In United States v. Morrison, 415 F.3d 1180 (10th Cir. 2005), the Tenth Circuit Court of Appeals considered whether the district court erred in ordering involuntary medication based on application of the test described in Sell v. United States, 539 U.S. 166 (2003), without first considering administration of involuntary medication under the criteria set forth in Harper v. Washington, 494 U.S. 210 (1990), in a defendant found incompetent to stand trial.

The Sell test for the involuntary administration of psychiatric medications to restore competency to stand trial consists of four prongs:

1. A court must find that important government interests are at stake—that is, bringing a serious crime to trial.

2. A court must find that the medication is both substantially likely to render the defendant competent to stand trial and substantially unlikely to have side effects that will interfere significantly with the defendant's ability to assist counsel in conducting a trial defense.

3. A court must find that any alternative, less‐intrusive treatments are unlikely to achieve substantially the same results.

4. A court must conclude that administration of the drugs is medically appropriate—that is, in the patient's best medical interest in light of his medical condition.

Facts of the Case

In February 2003, Jay Richard Morrison was charged with two federal counts of transmitting Internet communications that threatened the lives of the First President of the Church of Jesus Christ of Latter Day Saints and the members of the church's Quorum of the Twelve Apostles. At the Government's request, the magistrate judge ordered an examination of Mr. Morrison's competency to stand trial. The psychiatric evaluation found Mr. Morrison incompetent to stand trial and most likely insane at the time of the offense. The magistrate judge determined that Mr. Morrison was incompetent to stand trial and committed the defendant for treatment.

Initially, Mr. Morrison refused to take any medications but later consented to take quetiapine and continued to take the medication for four weeks. Subsequently, Mr. Morrison refused the medication, stating that it caused him to have “heart attacks.”

The clinical psychologist treating Mr. Morrison stated that antipsychotic medication was necessary to restore competency. The psychologist addressed the last three prongs of the Sell test, stating that there was a substantial probability that the medication would render the defendant competent to stand trial without producing side effects that would affect his ability to assist counsel, that his symptoms were unlikely to improve without medication, and that medication was medically appropriate for his condition, schizophrenia.

In January 2004, the government moved for an order to administer the medication involuntarily. One month later, the magistrate judge authorized the use of involuntary medication, but Mr. Morrison continued to refuse to take the medication. In April 2004, the magistrate judge held a hearing regarding the motion to compel medication. The Government relied on the testimony of the treating psychologist to address the last three prongs of the Sell test and contended that the first prong of Sell was satisfied by “the defendant's [being] accused of a serious crime” and “facts [showing] that the [defendant] is a danger to the community…that there's a serious governmental interest in bringing the defendant to trial because of the victims that have been involved, good members of society.”

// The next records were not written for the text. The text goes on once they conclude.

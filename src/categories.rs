//! Mapping engine labels to reported categories.
//!
//! | Engine label | Category |
//! |--------------|----------|
//! | `PERSON` | `sys.person` |
//! | `GPE`, `LOC` | `sys.places` |
//! | `DATE` | `sys.date` |
//! | `TIME` | `sys.time` |
//! | `ORG` | `sys.organization` |
//! | `MONEY` | `sys.money` |
//! | `PERCENT` | `sys.percent` |
//! | `CARDINAL` | `sys.number` |
//! | `@anything` | reported verbatim (custom vocabulary) |
//!
//! Other labels are uncategorised and not reported.

use std::fmt;

use serde::{Deserialize, Serialize};

/// Prefix marking custom vocabulary categories.
pub const CUSTOM_PREFIX: char = '@';

/// A recognized entity in character offsets.
#[derive(Debug, Clone, PartialEq, Eq, Serialize, Deserialize)]
pub struct NamedEntity {
    /// Surface text
    pub value: String,
    /// Reported category (`sys.*` or `@custom`)
    pub category: String,
    /// Start character offset (inclusive)
    pub start: usize,
    /// End character offset (exclusive)
    pub end: usize,
}

impl fmt::Display for NamedEntity {
    fn fmt(&self, f: &mut fmt::Formatter<'_>) -> fmt::Result {
        write!(
            f,
            "{{'{}', category:{}, at({}:{})}}",
            self.value, self.category, self.start, self.end
        )
    }
}

/// Category reported for an engine label, or `None` if it is uncategorised.
#[must_use]
pub fn system_category(label: &str) -> Option<String> {
    if label.starts_with(CUSTOM_PREFIX) {
        return Some(label.to_string());
    }
    let category = match label {
        "PERSON" => "sys.person",
        "GPE" | "LOC" => "sys.places",
        "DATE" => "sys.date",
        "TIME" => "sys.time",
        "ORG" => "sys.organization",
        "MONEY" => "sys.money",
        "PERCENT" => "sys.percent",
        "CARDINAL" => "sys.number",
        _ => return None,
    };
    Some(category.to_string())
}

/// Custom category name with the `@` prefix added if missing.
#[must_use]
pub fn custom_category(name: &str) -> String {
    let name = name.trim();
    if name.starts_with(CUSTOM_PREFIX) {
        name.to_string()
    } else {
        format!("{}{}", CUSTOM_PREFIX, name)
    }
}
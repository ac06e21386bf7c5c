mod app_config;
mod database;
mod message_queue;
mod observability;
mod tracking;

pub use app_config::AppConfig;
pub use database::DatabaseConfig;
pub use message_queue::MessageQueueConfig;
pub use observability::ObservabilityConfig;
pub use tracking::{PublisherConfig, TrackingConfig};
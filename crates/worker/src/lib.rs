pub mod pool;
pub mod proxy;

#[cfg(test)]
mod proxy_test;

pub use pool::TrackingWorkerPool;
pub use proxy::{
    classify, Classification, ClassificationOutcome, ProxyOutcome, ReportKind, SkipReason,
    TrackingProxy,
};
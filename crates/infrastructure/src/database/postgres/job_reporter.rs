use async_trait::async_trait;
use jobservice_core::ReportingError;
use jobservice_domain::{
    DependentJob, JobFailure, JobReporter, JobStatus, JobTaskId, TaskDefinition,
};
use sqlx::{PgPool, Row};
use tracing::{debug, instrument, warn};

/// 通过Job Store存储过程上报任务状态
///
/// 每次调用单独从连接池获取连接，连接在所有返回路径上随 guard 一起归还。
/// 存储过程本身保证幂等，重复投递的同一事件不会改变已有状态。
pub struct PostgresJobReporter {
    pool: PgPool,
}

impl PostgresJobReporter {
    pub fn new(pool: PgPool) -> Self {
        Self { pool }
    }

    async fn call_report_progress(
        &self,
        job_task_id: &JobTaskId,
        status: JobStatus,
    ) -> Result<(), ReportingError> {
        let mut conn = self.pool.acquire().await?;
        sqlx::query("SELECT report_progress($1, $2::job_status)")
            .bind(job_task_id.message_id())
            .bind(status.as_str())
            .execute(&mut *conn)
            .await?;
        Ok(())
    }

    fn row_to_dependent(row: &sqlx::postgres::PgRow) -> Result<DependentJob, ReportingError> {
        let api_version: i32 = row.try_get("task_api_version")?;
        let task_api_version = u32::try_from(api_version).map_err(|_| {
            ReportingError::Permanent(format!("无效的任务API版本: {api_version}"))
        })?;

        Ok(DependentJob {
            partition_id: row.try_get("partition_id")?,
            job_id: row.try_get("job_id")?,
            task: TaskDefinition {
                task_classifier: row.try_get("task_classifier")?,
                task_api_version,
                task_data: row.try_get("task_data")?,
                task_pipe: row.try_get("task_pipe")?,
                target_pipe: row.try_get("target_pipe")?,
            },
        })
    }
}

#[async_trait]
impl JobReporter for PostgresJobReporter {
    #[instrument(skip(self), fields(job_task_id = %job_task_id))]
    async fn report_progress(
        &self,
        job_task_id: &JobTaskId,
        percentage: u32,
    ) -> Result<(), ReportingError> {
        // 存储过程只记录状态，百分比仅用于日志
        debug!("上报任务进度: {}%", percentage);
        self.call_report_progress(job_task_id, JobStatus::Active).await
    }

    #[instrument(skip(self), fields(job_task_id = %job_task_id))]
    async fn report_complete(
        &self,
        job_task_id: &JobTaskId,
    ) -> Result<Vec<DependentJob>, ReportingError> {
        let mut conn = self.pool.acquire().await?;
        let rows = sqlx::query(
            "SELECT partition_id, job_id, task_classifier, task_api_version, task_data, task_pipe, target_pipe \
             FROM report_complete($1)",
        )
        .bind(job_task_id.message_id())
        .fetch_all(&mut *conn)
        .await?;

        let dependents = rows
            .iter()
            .map(Self::row_to_dependent)
            .collect::<Result<Vec<_>, _>>()?;

        debug!("任务已完成，可执行的后续作业数: {}", dependents.len());
        Ok(dependents)
    }

    #[instrument(skip(self, detail), fields(job_task_id = %job_task_id))]
    async fn report_retry(
        &self,
        job_task_id: &JobTaskId,
        detail: &str,
    ) -> Result<(), ReportingError> {
        debug!("任务将被重试: {}", detail);
        self.call_report_progress(job_task_id, JobStatus::Active).await
    }

    #[instrument(skip(self, failure), fields(job_task_id = %job_task_id))]
    async fn report_rejected(
        &self,
        job_task_id: &JobTaskId,
        failure: &JobFailure,
    ) -> Result<(), ReportingError> {
        let detail = failure
            .to_json()
            .map_err(|e| ReportingError::Permanent(format!("序列化失败详情失败: {e}")))?;

        let mut conn = self.pool.acquire().await?;
        sqlx::query("SELECT report_failure($1, $2)")
            .bind(job_task_id.message_id())
            .bind(detail)
            .execute(&mut *conn)
            .await?;
        Ok(())
    }

    async fn verify_reachable(&self) -> bool {
        let result = async {
            let mut conn = self.pool.acquire().await?;
            sqlx::query("SELECT 1").execute(&mut *conn).await
        }
        .await;

        match result {
            Ok(_) => true,
            Err(e) => {
                warn!("Job Store连接检查失败: {}", e);
                false
            }
        }
    }
}
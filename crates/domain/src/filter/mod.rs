//! 作业列表的过滤条件编译
//!
//! 文本表达式先解析为 [`Node`] 语法树，再编译为 [`Predicate`]。
//! 整个过程是纯函数，不需要任何共享状态。

mod ast;
mod compiler;
mod parser;
mod predicate;


use jobservice_core::{JobError, JobResult};
use thiserror::Error;

pub use ast::{Comparison, Node};
pub use compiler::compile;
pub use parser::parse;
pub use predicate::{CompareOp, Predicate, SqlValue};

#[derive(Debug, Clone, PartialEq, Error)]
pub enum FilterError {
    #[error("Unable to parse filter at position {position}: {message}")]
    Parse { position: usize, message: String },

    #[error("Unrecognised filter condition: {0}")]
    UnknownOperator(String),

    #[error("Unrecognised filter selector: {0}")]
    UnknownSelector(String),

    #[error("Invalid argument '{argument}' for {selector}: {reason}")]
    InvalidArgument {
        selector: String,
        argument: String,
        reason: String,
    },
}

impl FilterError {
    /// 转换为调用方错误并保留原始表达式
    pub fn into_job_error(self, filter: &str) -> JobError {
        match self {
            FilterError::Parse { .. } => JobError::MalformedFilter {
                filter: filter.to_string(),
                reason: self.to_string(),
            },
            other => JobError::BadRequest(format!("{other} (filter: {filter})")),
        }
    }
}

/// 空白表达式表示没有过滤条件
pub fn compile_filter(filter: &str) -> JobResult<Option<Predicate>> {
    if filter.trim().is_empty() {
        return Ok(None);
    }

    parse(filter)
        .and_then(|node| compile(&node))
        .map(Some)
        .map_err(|err| err.into_job_error(filter))
}

pub fn to_sql_condition(filter: &str) -> JobResult<Option<String>> {
    Ok(compile_filter(filter)?.map(|predicate| predicate.to_string()))
}
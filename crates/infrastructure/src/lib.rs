pub mod database;
pub mod forwarding;
pub mod message_queue;

pub use database::{DatabaseManager, PostgresJobReporter, PostgresJobStore};
pub use forwarding::BrokerForwarder;
pub use message_queue::{headers_from_properties, RabbitBroker, RabbitMessagePublisher};
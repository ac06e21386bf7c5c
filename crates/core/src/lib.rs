pub mod config;
pub mod errors;
pub mod logging;

pub use config::AppConfig;
pub use errors::{JobError, JobResult, ReportingError};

In response, defense counsel agreed that medication was likely to restore competency but argued that side effects (“kidney pain, heart palpitations, and frequent sweating”) would interfere with Mr. Morrison's ability to assist counsel and could affect his appearance in front of a jury. In addition, defense counsel argued that the medication was medically inappropriate because of the side effects experienced by Mr. Morrison. However, the main contention of the defense was that the first prong of Sell was not satisfied. The government's interest was diminished because Mr. Morrison had a likely insanity defense and had been confined for almost the entire term to which he would be sentenced if found guilty. If Mr. Morrison were to be found not guilty by reason of insanity, he would undergo a hearing for civil commitment based on dangerousness. Thus, the defense argued that a hearing to determine civil commitment based on dangerousness should be held instead of ordering involuntary medication.

The magistrate judge ruled in favor of the government and concluded that all four prongs of the Sell test were satisfied by a preponderance of the evidence. The magistrate judge also noted that, since the outcome of a civil commitment hearing could not be predicted, he could not appropriately balance the government's interest in prosecution against the possibility of a lengthy civil commitment. Mr. Morrison appealed to the district court, which ruled that the magistrate judge had not erred in ordering the involuntary administration of medication. Mr. Morrison then appealed to the Tenth Circuit.

Ruling

The Tenth Circuit vacated the order to force medication and remanded the case for further proceedings. The Tenth Circuit directed the district court to require the government to proceed under a Harper inquiry or explain why it chooses not to.

Reasoning

In Sell, the United States Supreme Court reasoned that the forcible administration of medications can be achieved by means other than using the Sell criteria: A court need not consider whether to allow forced medication for [the purpose of rendering the defendant competent to stand trial], if forced medication is warranted for a different purpose, such as the purposes set out in Harper related to the individual's dangerousness or purposes related to the individual's own interests where refusal to take drugs puts his health gravely at risk. There are often strong reasons for a court to determine whether forced administration of drugs can be justified on these alternative grounds before turning to the trial competence question (emphasis in original) [Sell, 539 U.S. 166, pp 181–2].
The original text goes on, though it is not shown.